Most of them are housed on Rikers Island, which is notorious for its deplorable conditions and history of violence. The mayor, the city council, and the Independent Commission on New York City Criminal Justice and Incarceration Reform have recommended closing Rikers Island and replacing it with smaller jails in the city’s five boroughs. Everyone agrees that in order to do this, the city must reduce the jail population by nearly half—to 5,000.
A key question for those planning the future of New York City’s jail system is this: “When will we get to 5,000?” Fortunately, we can keep tabs on the impact of reforms. The New York City Department of Correction’s publicly available Daily Inmates in Custody dataset allows users to track the city’s jail population in close to real time.
This dataset is updated daily and made accessible through NYC Open Data. For each person in custody, the Department of Correction reports more than ten data points. You can get basic demographic information about who is in custody (age, race, gender, gang affiliation, and mental health status). You can find out, on any given day, how many people are in jail pretrial, sentenced, on a technical parole violation, or waiting to be transferred to state prison. You can see the breakdown of who is in jail based on charge by penal code. You can even tell whether or not individuals have committed infractions during their jail stays.
This data is amazingly detailed, but it is also a little unwieldy in its raw form and gets overwritten every day. So I developed an interactive dashboard called JailVizNYC that allows people to easily filter the data, view population trends by saving the data each day, and explore in detail the charges most frequently holding people in jail at the misdemeanor, non-violent felony, and violent felony levels.
The dashboard can also be used to explore four key points in the criminal justice system where reforms are needed to get to an average daily population of 5,000: arrest, arraignment, case processing, and sentencing.

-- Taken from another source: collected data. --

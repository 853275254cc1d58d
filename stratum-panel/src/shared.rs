//! State shared between the button path and the print path
//!
//! The machine state, the latest print request, the active run and the
//! status display sit behind a single blocking mutex. Every access locks, mutates and releases within
//! one closure; nothing is held across an await.

use core::cell::RefCell;

use embassy_sync::blocking_mutex::raw::CriticalSectionRawMutex;
use embassy_sync::blocking_mutex::Mutex;
use stratum_core::scheduler::{PrintRun, Progress, RunId};
use stratum_core::state::{Event, MachineState, Transition};
use stratum_core::status::StatusMessage;
use stratum_core::traits::StatusSink;
use stratum_display::{DisplayBackend, StatusPanel};
use tracing::{debug, warn};

struct Inner<B> {
    state: MachineState,
    request: RunId,
    run: Option<PrintRun>,
    status: StatusPanel<B>,
}

/// Lock-protected panel state
pub struct PanelShared<B> {
    inner: Mutex<CriticalSectionRawMutex, RefCell<Inner<B>>>,
}

impl<B: DisplayBackend> PanelShared<B> {
    pub fn new(backend: B) -> Self {
        Self {
            inner: Mutex::new(RefCell::new(Inner {
                state: MachineState::Idle,
                request: RunId::default(),
                run: None,
                status: StatusPanel::new(backend),
            })),
        }
    }

    fn with<R>(&self, f: impl FnOnce(&mut Inner<B>) -> R) -> R {
        self.inner.lock(|cell| f(&mut cell.borrow_mut()))
    }

    pub fn state(&self) -> MachineState {
        self.with(|inner| inner.state)
    }

    /// Apply an event to the machine state in one critical section
    ///
    /// Returns the state the event was applied to along with the
    /// transition. Print task events for any request but the latest are
    /// dropped and come back as a no-op.
    pub fn apply(&self, event: Event) -> (MachineState, Transition) {
        self.with(|inner| {
            let from = inner.state;
            if let Some(id) = event.run_id().filter(|id| *id != inner.request) {
                debug!(run = id.raw(), latest = inner.request.raw(), "stale print event");
                return (from, Transition::to(from));
            }
            let transition = from.transition(event);
            inner.state = transition.next;
            (from, transition)
        })
    }

    /// Issue the id for a newly accepted START
    pub fn next_request(&self) -> RunId {
        self.with(|inner| {
            inner.request = inner.request.next();
            inner.request
        })
    }

    /// Open a run for request `id`, but only while it is still current
    ///
    /// A STOP between START and the print task picking up the request
    /// leaves the machine out of `Printing`, and a later START supersedes
    /// `id`; no run is started in either case.
    pub fn begin_run(&self, id: RunId, now_ms: u64) -> bool {
        self.with(|inner| {
            if inner.state != MachineState::Printing || inner.request != id {
                return false;
            }
            inner.run = Some(PrintRun::new(id, now_ms));
            true
        })
    }

    /// Set the cancellation flag of the active run; false if none
    pub fn cancel_run(&self) -> bool {
        self.with(|inner| match inner.run.as_mut() {
            Some(run) => {
                run.cancel();
                true
            }
            None => false,
        })
    }

    /// Whether the active run has been cancelled
    ///
    /// A run that no longer exists counts as cancelled.
    pub fn is_cancelled(&self) -> bool {
        self.with(|inner| inner.run.map_or(true, |run| run.is_cancelled()))
    }

    pub fn advance_run(&self, index: usize) {
        self.with(|inner| {
            if let Some(run) = inner.run.as_mut() {
                run.advance_to(index);
            }
        })
    }

    pub fn end_run(&self) -> Option<PrintRun> {
        self.with(|inner| inner.run.take())
    }

    #[cfg(test)]
    pub fn run(&self) -> Option<PrintRun> {
        self.with(|inner| inner.run)
    }

    pub fn show(&self, message: StatusMessage) {
        self.with(|inner| {
            inner.status.show(message);
            report(&inner.status);
        })
    }

    pub fn show_progress(&self, progress: &Progress) {
        self.with(|inner| {
            inner.status.show_progress(progress);
            report(&inner.status);
        })
    }

    pub fn set_lines(&self, line1: &str, line2: &str) {
        self.with(|inner| {
            inner.status.set_lines(line1, line2);
            report(&inner.status);
        })
    }

    /// Current display text with trailing padding removed
    pub fn status_lines(&self) -> (String, String) {
        self.with(|inner| {
            let screen = inner.status.screen();
            let line = |row| screen.get_line(row).unwrap_or("").trim_end().to_string();
            (line(0), line(1))
        })
    }
}

fn report<B: DisplayBackend>(status: &StatusPanel<B>) {
    if let Some(e) = status.last_error() {
        warn!(error = %e, "status display write failed");
    }
}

The dashboard can be used to identify appropriate cases for diversion. For example, the dashboard reveals that on November 6, 2017, there were 358 people in jail booked on low-level, misdemeanor charges like drug possession (including marijuana) and petit larceny who could be diverted. The data also lets us see what would happen if supervised release or alternative forms of bail were used more often. Take that same date: November 6, 2017. If the city were to divert all misdemeanors and nonviolent felony arrests to supervised release or use alternative forms of bail, we would have seen an additional 2,650 fewer people in jail on that day.
The city can make a lot of progress reducing the jail population through expanded diversion efforts, but to get to the goal of 5,000, it must also reduce the time that people held on bail spend in custody. As of November 6, 2017, 3,384 people in city jails were held pretrial who had been charged with a violent felony offense. On average, these individuals stay in jail 250 days while awaiting trial. If the city reduced average length of stay by only seven days, we would see at least 47 fewer people in jail. And if the time spent in jail was reduced by 14 days, that number would increase to at least 95.
To reduce the city’s average daily jail population to 5,000 will require multiple strategies. JailVizNYC helps make sense of the vast amount of jail data New York City makes publicly available, giving policymakers and practitioners even more tools to make that 5,000 number a reality.